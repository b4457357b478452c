//! Error types for the scheduler module

use std::fmt;

use crate::models::{EventId, Stage};
use crate::utils::error::{AssemblyError, LedgerError, PublishError};

/// Result type for scheduler operations
pub type SchedulerResult<T> = Result<T, SchedulerError>;

/// Scheduler-specific errors
#[derive(Debug)]
pub enum SchedulerError {
    /// Ledger could not be read or written; publication state is unknown
    Ledger {
        event_id: EventId,
        stage: Stage,
        source: LedgerError,
    },

    /// Announcement went out but recording it failed
    RecordAfterPublish {
        event_id: EventId,
        stage: Stage,
        source: LedgerError,
    },

    /// Content assembly failed with a non-recoverable error
    AssemblyFailed {
        stage: Stage,
        source: AssemblyError,
    },

    /// Publisher rejected or failed the submission
    PublishFailed {
        stage: Stage,
        source: PublishError,
    },

    /// A scheduler task panicked or was aborted
    TaskFailed {
        stage: Stage,
        reason: String,
    },

    /// Invalid scheduler configuration
    InvalidConfig {
        field: String,
        reason: String,
    },
}

impl fmt::Display for SchedulerError {
    fn fmt(&self, f: &mut fmt::Formatter<'_>) -> fmt::Result {
        match self {
            Self::Ledger {
                event_id,
                stage,
                source,
            } => {
                write!(
                    f,
                    "Ledger unavailable for event {} stage {}: {}",
                    event_id, stage, source
                )
            }
            Self::RecordAfterPublish {
                event_id,
                stage,
                source,
            } => {
                write!(
                    f,
                    "Published event {} stage {} but failed to record it: {}",
                    event_id, stage, source
                )
            }
            Self::AssemblyFailed { stage, source } => {
                write!(f, "Content assembly failed for stage {}: {}", stage, source)
            }
            Self::PublishFailed { stage, source } => {
                write!(f, "Publish failed for stage {}: {}", stage, source)
            }
            Self::TaskFailed { stage, reason } => {
                write!(f, "Task for stage {} failed: {}", stage, reason)
            }
            Self::InvalidConfig { field, reason } => {
                write!(f, "Invalid scheduler config '{}': {}", field, reason)
            }
        }
    }
}

impl std::error::Error for SchedulerError {
    fn source(&self) -> Option<&(dyn std::error::Error + 'static)> {
        match self {
            Self::Ledger { source, .. } | Self::RecordAfterPublish { source, .. } => Some(source),
            Self::AssemblyFailed { source, .. } => Some(source),
            Self::PublishFailed { source, .. } => Some(source),
            _ => None,
        }
    }
}

impl SchedulerError {
    /// Create a ledger error with context
    pub fn ledger(event_id: EventId, stage: Stage, source: LedgerError) -> Self {
        Self::Ledger {
            event_id,
            stage,
            source,
        }
    }

    /// Create a record-after-publish error
    pub fn record_after_publish(event_id: EventId, stage: Stage, source: LedgerError) -> Self {
        Self::RecordAfterPublish {
            event_id,
            stage,
            source,
        }
    }

    /// Create an invalid config error
    pub fn invalid_config(field: impl Into<String>, reason: impl Into<String>) -> Self {
        Self::InvalidConfig {
            field: field.into(),
            reason: reason.into(),
        }
    }

    /// Stage this error belongs to, when known
    pub fn stage(&self) -> Option<Stage> {
        match self {
            Self::Ledger { stage, .. }
            | Self::RecordAfterPublish { stage, .. }
            | Self::AssemblyFailed { stage, .. }
            | Self::PublishFailed { stage, .. }
            | Self::TaskFailed { stage, .. } => Some(*stage),
            Self::InvalidConfig { .. } => None,
        }
    }

    /// Check if a later tick can be expected to succeed
    ///
    /// Ledger failures are never recoverable within a tick: the host must
    /// look at them instead of guessing publication state.
    pub fn is_recoverable(&self) -> bool {
        match self {
            Self::PublishFailed { source, .. } => source.is_transient(),
            Self::AssemblyFailed { source, .. } => source.is_recoverable(),
            Self::TaskFailed { .. } => true,
            Self::Ledger { .. }
            | Self::RecordAfterPublish { .. }
            | Self::InvalidConfig { .. } => false,
        }
    }
}

#[cfg(test)]
mod tests {
    use super::*;

    #[test]
    fn test_ledger_error_display() {
        let err = SchedulerError::ledger(
            EventId(1208021),
            Stage::PreEvent,
            LedgerError::Corrupted("expected value".into()),
        );
        let msg = err.to_string();
        assert!(msg.contains("1208021"));
        assert!(msg.contains("pre_event"));
        assert!(msg.contains("expected value"));
        assert!(!err.is_recoverable());
    }

    #[test]
    fn test_publish_failure_recoverable_when_transient() {
        let transient = SchedulerError::PublishFailed {
            stage: Stage::LiveEvent,
            source: PublishError::Transient("503".into()),
        };
        assert!(transient.is_recoverable());

        let rejected = SchedulerError::PublishFailed {
            stage: Stage::LiveEvent,
            source: PublishError::Rejected("ALREADY_SUB".into()),
        };
        assert!(!rejected.is_recoverable());
    }

    #[test]
    fn test_stage_accessor() {
        let err = SchedulerError::TaskFailed {
            stage: Stage::PostEvent,
            reason: "stage task panicked".into(),
        };
        assert_eq!(err.stage(), Some(Stage::PostEvent));
        assert!(err.to_string().contains("post_event"));

        let err = SchedulerError::invalid_config("interval_secs", "must be > 0");
        assert_eq!(err.stage(), None);
    }

    #[test]
    fn test_error_source_chain() {
        use std::error::Error as _;
        let err = SchedulerError::record_after_publish(
            EventId(1),
            Stage::PostEvent,
            LedgerError::Task("join".into()),
        );
        assert!(err.source().is_some());
    }
}
//! matchday - fixture lifecycle scheduler
//!
//! Publishes a pre-match, a match and a post-match thread for a tracked
//! fixture, each exactly once, surviving restarts and repeated cron runs.
//!
//! # Architecture
//!
//! The library is organized into several modules:
//!
//! - [`scheduler`] - stage state machines, status polling and orchestration
//! - [`storage`] - idempotency ledger backends and the event cache
//! - [`provider`] - event-data provider (API-Football) with quota tracking
//! - [`content`] - announcement assembly from handlebars templates
//! - [`publisher`] - announcement sinks (Reddit, dry run)
//! - [`config`] - configuration management and settings
//! - [`models`] - core data structures and types
//! - [`metrics`] - Prometheus counters
//! - [`utils`] - clock, retry helpers and domain errors
//!
//! # Example
//!
//! ```no_run
//! use std::sync::Arc;
//!
//! use matchday::content::MatchThreadAssembler;
//! use matchday::provider::{ApiFootballClient, DataProvider};
//! use matchday::publisher::DryRunPublisher;
//! use matchday::scheduler::{LifecycleOrchestrator, SchedulerContext};
//! use matchday::storage::IdempotencyLedger;
//!
//! #[tokio::main]
//! async fn main() -> anyhow::Result<()> {
//!     let provider: Arc<dyn DataProvider> = Arc::new(ApiFootballClient::new(Default::default())?);
//!     let assembler = Arc::new(MatchThreadAssembler::new(Arc::clone(&provider))?);
//!     let ctx = SchedulerContext::new(
//!         Arc::new(IdempotencyLedger::in_memory()),
//!         Arc::clone(&provider),
//!         assembler,
//!         Arc::new(DryRunPublisher::new("r/test")),
//!     );
//!
//!     if let Some(event) = provider.fetch_event().await? {
//!         let report = LifecycleOrchestrator::new(event, ctx)?.tick().await;
//!         println!("failures: {}", report.has_failures());
//!     }
//!     Ok(())
//! }
//! ```

pub mod config;
pub mod content;
pub mod error;
pub mod metrics;
pub mod models;
pub mod provider;
pub mod publisher;
pub mod scheduler;
pub mod storage;
pub mod utils;

/// Re-export commonly used types
pub mod prelude {
    pub use crate::config::Config;
    pub use crate::content::{Content, ContentAssembler, ContentRequest};
    pub use crate::error::{Error, ErrorCategory, MatchdayErrorTrait, Result};
    pub use crate::models::{Event, EventId, Stage};
    pub use crate::provider::DataProvider;
    pub use crate::publisher::Publisher;
    pub use crate::scheduler::{LifecycleOrchestrator, SchedulerContext, StageState, TickReport};
    pub use crate::storage::{IdempotencyLedger, LedgerStore};
}

// Direct re-exports for convenience
pub use models::{Event, EventId, Stage};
####################
EXERCISE DETAILS: Search the listing above for the lines with "for a tracked" and "with quota tracking", then output those lines and all lines between them exactly.

RESULT FOR THIS EXERCISE:
//! Publishes a pre-match, a match and a post-match thread for a tracked
//! fixture, each exactly once, surviving restarts and repeated cron runs.
//!
//! # Architecture
//!
//! The library is organized into several modules:
//!
//! - [`scheduler`] - stage state machines, status polling and orchestration
//! - [`storage`] - idempotency ledger backends and the event cache
//! - [`provider`] - event-data provider (API-Football) with quota tracking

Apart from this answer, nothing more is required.